Material provided:

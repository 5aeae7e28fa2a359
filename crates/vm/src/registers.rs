use std::fmt;
use std::str::FromStr;

use crate::error::SystemProcessException;

/// A named view onto the register file.
///
/// `X`/`W` are the 64- and 32-bit views of x0..x30; `Sp`/`Wsp` view the
/// stack pointer (slot 31); `Xzr`/`Wzr` read as zero and discard writes;
/// `Pc` is the instruction pointer.
#[derive(Clone, Copy, Debug, PartialEq, Eq, Hash, PartialOrd, Ord)]
pub enum Register {
    X(u8),
    W(u8),
    Sp,
    Wsp,
    Xzr,
    Wzr,
    Pc,
}

pub const SP_SLOT: usize = 31;
pub const LINK_REGISTER: Register = Register::X(30);
pub const SYSCALL_NUMBER_REGISTER: Register = Register::X(16);
pub const SYSCALL_RESULT_REGISTER: Register = Register::X(0);

impl Register {
    /// Encoded register number `n`, treating 31 as the zero register.
    pub fn general(n: u8, sf: bool) -> Self {
        match (n, sf) {
            (31, true) => Register::Xzr,
            (31, false) => Register::Wzr,
            (n, true) => Register::X(n),
            (n, false) => Register::W(n),
        }
    }

    /// Encoded register number `n`, treating 31 as the stack pointer.
    pub fn general_or_sp(n: u8, sf: bool) -> Self {
        match (n, sf) {
            (31, true) => Register::Sp,
            (31, false) => Register::Wsp,
            _ => Self::general(n, sf),
        }
    }

    pub fn is_wide(self) -> bool {
        !matches!(self, Register::W(_) | Register::Wsp | Register::Wzr)
    }

    /// Slot in the 32-entry backing store, if the view has one.
    pub fn slot(self) -> Option<usize> {
        match self {
            Register::X(n) | Register::W(n) => Some(n as usize),
            Register::Sp | Register::Wsp => Some(SP_SLOT),
            Register::Xzr | Register::Wzr | Register::Pc => None,
        }
    }

    /// The 64-bit view sharing this view's storage.
    pub fn canonical(self) -> Self {
        match self {
            Register::W(n) => Register::X(n),
            Register::Wsp => Register::Sp,
            Register::Wzr => Register::Xzr,
            other => other,
        }
    }
}

impl fmt::Display for Register {
    fn fmt(&self, f: &mut fmt::Formatter<'_>) -> fmt::Result {
        match self {
            Register::X(n) => write!(f, "x{}", n),
            Register::W(n) => write!(f, "w{}", n),
            Register::Sp => write!(f, "sp"),
            Register::Wsp => write!(f, "wsp"),
            Register::Xzr => write!(f, "xzr"),
            Register::Wzr => write!(f, "wzr"),
            Register::Pc => write!(f, "pc"),
        }
    }
}

impl FromStr for Register {
    type Err = SystemProcessException;

    fn from_str(name: &str) -> Result<Self, Self::Err> {
        let lower = name.trim().to_ascii_lowercase();
        match lower.as_str() {
            "sp" => return Ok(Register::Sp),
            "wsp" => return Ok(Register::Wsp),
            "xzr" => return Ok(Register::Xzr),
            "wzr" => return Ok(Register::Wzr),
            "pc" => return Ok(Register::Pc),
            "lr" => return Ok(Register::X(30)),
            "fp" => return Ok(Register::X(29)),
            _ => {}
        }
        let (wide, digits) = match lower.split_at_checked(1) {
            Some(("x", rest)) => (true, rest),
            Some(("w", rest)) => (false, rest),
            _ => return Err(SystemProcessException::UnknownRegister(name.to_string())),
        };
        let index: u32 = digits
            .parse()
            .map_err(|_| SystemProcessException::UnknownRegister(name.to_string()))?;
        if index > 30 {
            return Err(SystemProcessException::MissingRegister(name.to_string()));
        }
        Ok(if wide {
            Register::X(index as u8)
        } else {
            Register::W(index as u8)
        })
    }
}

const LOW_WORD: u64 = 0xFFFF_FFFF;

/// x0..x30 plus the stack pointer, each stored as 64 bits.
#[derive(Clone, Debug, Default, PartialEq, Eq)]
pub struct RegisterFile {
    slots: [u64; 32],
}

impl RegisterFile {
    pub fn read(&self, register: Register) -> u64 {
        match register.slot() {
            Some(slot) if register.is_wide() => self.slots[slot],
            Some(slot) => self.slots[slot] & LOW_WORD,
            None => 0,
        }
    }

    /// Store `value` through `register`. Returns the 64-bit view that was
    /// modified, or `None` for the zero registers and `Pc`.
    ///
    /// A 32-bit view keeps the upper half of the slot and replaces the lower
    /// half with the truncated value. This deliberately differs from the
    /// architectural zero-extension.
    pub fn write(&mut self, register: Register, value: u64) -> Option<Register> {
        let slot = register.slot()?;
        if register.is_wide() {
            self.slots[slot] = value;
        } else {
            self.slots[slot] = (self.slots[slot] & !LOW_WORD) | (value & LOW_WORD);
        }
        Some(register.canonical())
    }

    pub fn slots(&self) -> &[u64; 32] {
        &self.slots
    }
}

#[cfg(test)]
mod tests {
    use super::*;

    #[test]
    fn parses_views() {
        assert_eq!("x0".parse::<Register>().unwrap(), Register::X(0));
        assert_eq!("W30".parse::<Register>().unwrap(), Register::W(30));
        assert_eq!("sp".parse::<Register>().unwrap(), Register::Sp);
        assert_eq!("lr".parse::<Register>().unwrap(), Register::X(30));
        assert!(matches!(
            "x31".parse::<Register>(),
            Err(SystemProcessException::MissingRegister(_))
        ));
        assert!(matches!(
            "q0".parse::<Register>(),
            Err(SystemProcessException::UnknownRegister(_))
        ));
        assert!(matches!(
            "xa".parse::<Register>(),
            Err(SystemProcessException::UnknownRegister(_))
        ));
    }

    #[test]
    fn narrow_write_keeps_upper_half() {
        let mut file = RegisterFile::default();
        file.write(Register::X(3), 0xAAAA_BBBB_CCCC_DDDD);
        assert_eq!(file.write(Register::W(3), 0x1234_5678_0000_0001), Some(Register::X(3)));
        assert_eq!(file.read(Register::X(3)), 0xAAAA_BBBB_0000_0001);
        assert_eq!(file.read(Register::W(3)), 0x0000_0001);
    }

    #[test]
    fn zero_register_discards_writes() {
        let mut file = RegisterFile::default();
        assert_eq!(file.write(Register::Xzr, 7), None);
        assert_eq!(file.read(Register::Xzr), 0);
        file.write(Register::Sp, 0x8000);
        assert_eq!(file.read(Register::general_or_sp(31, true)), 0x8000);
        assert_eq!(file.read(Register::general(31, true)), 0);
    }
}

Task directions: Please retype every entry above exactly as it stands.

Result for this exercise:
repository 5aeae7e28fa2a359
filename crates/vm/src/registers.rs
use std::fmt;
use std::str::FromStr;

use crate::error::SystemProcessException;

/// A named view onto the register file.
///
/// `X`/`W` are the 64- and 32-bit views of x0..x30; `Sp`/`Wsp` view the
/// stack pointer (slot 31); `Xzr`/`Wzr` read as zero and discard writes;
/// `Pc` is the instruction pointer.
#[derive(Clone, Copy, Debug, PartialEq, Eq, Hash, PartialOrd, Ord)]
pub enum Register {
    X(u8),
    W(u8),
    Sp,
    Wsp,
    Xzr,
    Wzr,
    Pc,
}

pub const SP_SLOT: usize = 31;
pub const LINK_REGISTER: Register = Register::X(30);
pub const SYSCALL_NUMBER_REGISTER: Register = Register::X(16);
pub const SYSCALL_RESULT_REGISTER: Register = Register::X(0);

impl Register {
    /// Encoded register number `n`, treating 31 as the zero register.
    pub fn general(n: u8, sf: bool) -> Self {
        match (n, sf) {
            (31, true) => Register::Xzr,
            (31, false) => Register::Wzr,
            (n, true) => Register::X(n),
            (n, false) => Register::W(n),
        }
    }

    /// Encoded register number `n`, treating 31 as the stack pointer.
    pub fn general_or_sp(n: u8, sf: bool) -> Self {
        match (n, sf) {
            (31, true) => Register::Sp,
            (31, false) => Register::Wsp,
            _ => Self::general(n, sf),
        }
    }

    pub fn is_wide(self) -> bool {
        !matches!(self, Register::W(_) | Register::Wsp | Register::Wzr)
    }

    /// Slot in the 32-entry backing store, if the view has one.
    pub fn slot(self) -> Option<usize> {
        match self {
            Register::X(n) | Register::W(n) => Some(n as usize),
            Register::Sp | Register::Wsp => Some(SP_SLOT),
            Register::Xzr | Register::Wzr | Register::Pc => None,
        }
    }

    /// The 64-bit view sharing this view's storage.
    pub fn canonical(self) -> Self {
        match self {
            Register::W(n) => Register::X(n),
            Register::Wsp => Register::Sp,
            Register::Wzr => Register::Xzr,
            other => other,
        }
    }
}

impl fmt::Display for Register {
    fn fmt(&self, f: &mut fmt::Formatter<'_>) -> fmt::Result {
        match self {
            Register::X(n) => write!(f, "x{}", n),
            Register::W(n) => write!(f, "w{}", n),
            Register::Sp => write!(f, "sp"),
            Register::Wsp => write!(f, "wsp"),
            Register::Xzr => write!(f, "xzr"),
            Register::Wzr => write!(f, "wzr"),
            Register::Pc => write!(f, "pc"),
        }
    }
}

impl FromStr for Register {
    type Err = SystemProcessException;

    fn from_str(name: &str) -> Result<Self, Self::Err> {
        let lower = name.trim().to_ascii_lowercase();
        match lower.as_str() {
            "sp" => return Ok(Register::Sp),
            "wsp" => return Ok(Register::Wsp),
            "xzr" => return Ok(Register::Xzr),
            "wzr" => return Ok(Register::Wzr),
            "pc" => return Ok(Register::Pc),
            "lr" => return Ok(Register::X(30)),
            "fp" => return Ok(Register::X(29)),
            _ => {}
        }
        let (wide, digits) = match lower.split_at_checked(1) {
            Some(("x", rest)) => (true, rest),
            Some(("w", rest)) => (false, rest),
            _ => return Err(SystemProcessException::UnknownRegister(name.to_string())),
        };
        let index: u32 = digits
            .parse()
            .map_err(|_| SystemProcessException::UnknownRegister(name.to_string()))?;
        if index > 30 {
            return Err(SystemProcessException::MissingRegister(name.to_string()));
        }
        Ok(if wide {
            Register::X(index as u8)
        } else {
            Register::W(index as u8)
        })
    }
}

const LOW_WORD: u64 = 0xFFFF_FFFF;

/// x0..x30 plus the stack pointer, each stored as 64 bits.
#[derive(Clone, Debug, Default, PartialEq, Eq)]
pub struct RegisterFile {
    slots: [u64; 32],
}

impl RegisterFile {
    pub fn read(&self, register: Register) -> u64 {
        match register.slot() {
            Some(slot) if register.is_wide() => self.slots[slot],
            Some(slot) => self.slots[slot] & LOW_WORD,
            None => 0,
        }
    }

    /// Store `value` through `register`. Returns the 64-bit view that was
    /// modified, or `None` for the zero registers and `Pc`.
    ///
    /// A 32-bit view keeps the upper half of the slot and replaces the lower
    /// half with the truncated value. This deliberately differs from the
    /// architectural zero-extension.
    pub fn write(&mut self, register: Register, value: u64) -> Option<Register> {
        let slot = register.slot()?;
        if register.is_wide() {
            self.slots[slot] = value;
        } else {
            self.slots[slot] = (self.slots[slot] & !LOW_WORD) | (value & LOW_WORD);
        }
        Some(register.canonical())
    }

    pub fn slots(&self) -> &[u64; 32] {
        &self.slots
    }
}

#[cfg(test)]
mod tests {
    use super::*;

    #[test]
    fn parses_views() {
        assert_eq!("x0".parse::<Register>().unwrap(), Register::X(0));
        assert_eq!("W30".parse::<Register>().unwrap(), Register::W(30));
        assert_eq!("sp".parse::<Register>().unwrap(), Register::Sp);
        assert_eq!("lr".parse::<Register>().unwrap(), Register::X(30));
        assert!(matches!(
            "x31".parse::<Register>(),
            Err(SystemProcessException::MissingRegister(_))
        ));
        assert!(matches!(
            "q0".parse::<Register>(),
            Err(SystemProcessException::UnknownRegister(_))
        ));
        assert!(matches!(
            "xa".parse::<Register>(),
            Err(SystemProcessException::UnknownRegister(_))
        ));
    }

    #[test]
    fn narrow_write_keeps_upper_half() {
        let mut file = RegisterFile::default();
        file.write(Register::X(3), 0xAAAA_BBBB_CCCC_DDDD);
        assert_eq!(file.write(Register::W(3), 0x1234_5678_0000_0001), Some(Register::X(3)));
        assert_eq!(file.read(Register::X(3)), 0xAAAA_BBBB_0000_0001);
        assert_eq!(file.read(Register::W(3)), 0x0000_0001);
    }

    #[test]
    fn zero_register_discards_writes() {
        let mut file = RegisterFile::default();
        assert_eq!(file.write(Register::Xzr, 7), None);
        assert_eq!(file.read(Register::Xzr), 0);
        file.write(Register::Sp, 0x8000);
        assert_eq!(file.read(Register::general_or_sp(31, true)), 0x8000);
        assert_eq!(file.read(Register::general(31, true)), 0);
    }
}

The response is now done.